• **Requirement**
Filter the entries below, keeping only lines with the word "kept".

• **Extracted data**
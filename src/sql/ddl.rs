//! Recursive-descent parser for schema DDL.
//!
//! Only the statements that can appear in the schema table (and their
//! `DROP` counterparts) are understood. Expressions are never evaluated:
//! `CHECK` constraints, non-literal defaults, `WHEN` clauses, trigger bodies
//! and view queries are kept as source text.

use std::ops::Range;

use crate::error::{HorizonError, Result};
use crate::types::Value;

use super::lexer::{Keyword, Lexer, Spanned, Token};

// ---------------------------------------------------------------------------
// AST
// ---------------------------------------------------------------------------

/// A possibly schema-qualified object name.
#[derive(Debug, Clone, PartialEq, Eq)]
pub struct QualifiedName {
    pub schema: Option<String>,
    pub name: String,
}

#[derive(Debug, Clone, PartialEq)]
pub enum DdlStatement {
    CreateTable(CreateTable),
    CreateIndex(CreateIndex),
    CreateView(CreateView),
    CreateTrigger(CreateTrigger),
    CreateVirtualTable(CreateVirtualTable),
    Drop(DropStatement),
}

#[derive(Debug, Clone, PartialEq)]
pub struct CreateTable {
    pub name: QualifiedName,
    pub temp: bool,
    pub if_not_exists: bool,
    pub columns: Vec<ColumnDef>,
    pub constraints: Vec<TableConstraint>,
    pub without_rowid: bool,
}

#[derive(Debug, Clone, PartialEq)]
pub struct ColumnDef {
    pub name: String,
    /// Declared type exactly as written, words joined by single spaces.
    pub type_name: String,
    pub primary_key: bool,
    pub pk_desc: bool,
    pub autoincrement: bool,
    pub not_null: bool,
    pub unique: bool,
    pub default: Option<DefaultValue>,
    pub references: Option<ForeignKeyClause>,
}

/// A column default.
#[derive(Debug, Clone, PartialEq)]
pub enum DefaultValue {
    Literal(Value),
    /// Anything that would need evaluation, kept as source text.
    Expr(String),
}

#[derive(Debug, Clone, PartialEq)]
pub enum TableConstraint {
    PrimaryKey { columns: Vec<String> },
    Unique { columns: Vec<String> },
    ForeignKey { columns: Vec<String>, clause: ForeignKeyClause },
    Check,
}

#[derive(Debug, Clone, PartialEq)]
pub struct ForeignKeyClause {
    pub table: String,
    /// Empty when the parent's primary key is meant.
    pub columns: Vec<String>,
    pub on_delete: FkAction,
    pub on_update: FkAction,
}

/// Action taken on child rows when a parent row changes.
#[derive(Debug, Clone, Copy, PartialEq, Eq, Default)]
pub enum FkAction {
    #[default]
    NoAction,
    Restrict,
    SetNull,
    SetDefault,
    Cascade,
}

#[derive(Debug, Clone, PartialEq)]
pub struct CreateIndex {
    pub name: QualifiedName,
    pub unique: bool,
    pub if_not_exists: bool,
    pub table: String,
    pub columns: Vec<IndexedColumn>,
    pub where_clause: Option<String>,
}

#[derive(Debug, Clone, PartialEq, Eq)]
pub struct IndexedColumn {
    pub name: String,
    pub desc: bool,
}

#[derive(Debug, Clone, PartialEq)]
pub struct CreateView {
    pub name: QualifiedName,
    pub temp: bool,
    pub if_not_exists: bool,
    pub columns: Vec<String>,
    pub select: String,
}

#[derive(Debug, Clone, Copy, PartialEq, Eq, Hash)]
pub enum TriggerTiming {
    Before,
    After,
    InsteadOf,
}

#[derive(Debug, Clone, Copy, PartialEq, Eq, Hash)]
pub enum TriggerEvent {
    Delete,
    Insert,
    Update,
}

#[derive(Debug, Clone, PartialEq)]
pub struct CreateTrigger {
    pub name: QualifiedName,
    pub temp: bool,
    pub if_not_exists: bool,
    pub timing: TriggerTiming,
    pub event: TriggerEvent,
    pub update_of: Vec<String>,
    pub table: String,
    pub when: Option<String>,
    pub body: String,
    /// Columns named as `OLD.col` in the `WHEN` clause or the body, in
    /// order of first appearance.
    pub old_columns: Vec<String>,
    /// Whether `OLD.*` appears.
    pub old_star: bool,
}

#[derive(Debug, Clone, PartialEq)]
pub struct CreateVirtualTable {
    pub name: QualifiedName,
    pub if_not_exists: bool,
    pub module: String,
    pub args: Vec<String>,
}

#[derive(Debug, Clone, Copy, PartialEq, Eq, Hash)]
pub enum DropKind {
    Table,
    View,
    Index,
    Trigger,
}

#[derive(Debug, Clone, PartialEq)]
pub struct DropStatement {
    pub kind: DropKind,
    pub if_exists: bool,
    pub name: QualifiedName,
}

// ---------------------------------------------------------------------------
// Entry point
// ---------------------------------------------------------------------------

/// Parse one DDL statement. A trailing semicolon is allowed.
pub fn parse_ddl(sql: &str) -> Result<DdlStatement> {
    let tokens = Lexer::new(sql).tokenize()?;
    let mut parser = Parser {
        src: sql,
        tokens,
        pos: 0,
    };
    let stmt = parser.statement()?;
    parser.eat(&Token::Semicolon);
    if !parser.at_eof() {
        return Err(parser.error("unexpected text after statement"));
    }
    Ok(stmt)
}

// ---------------------------------------------------------------------------
// Parser
// ---------------------------------------------------------------------------

static EOF: Token = Token::Eof;

struct Parser<'a> {
    src: &'a str,
    tokens: Vec<Spanned>,
    pos: usize,
}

• **Solution to this problem**
//! and view queries are kept as source text.
    /// Anything that would need evaluation, kept as source text.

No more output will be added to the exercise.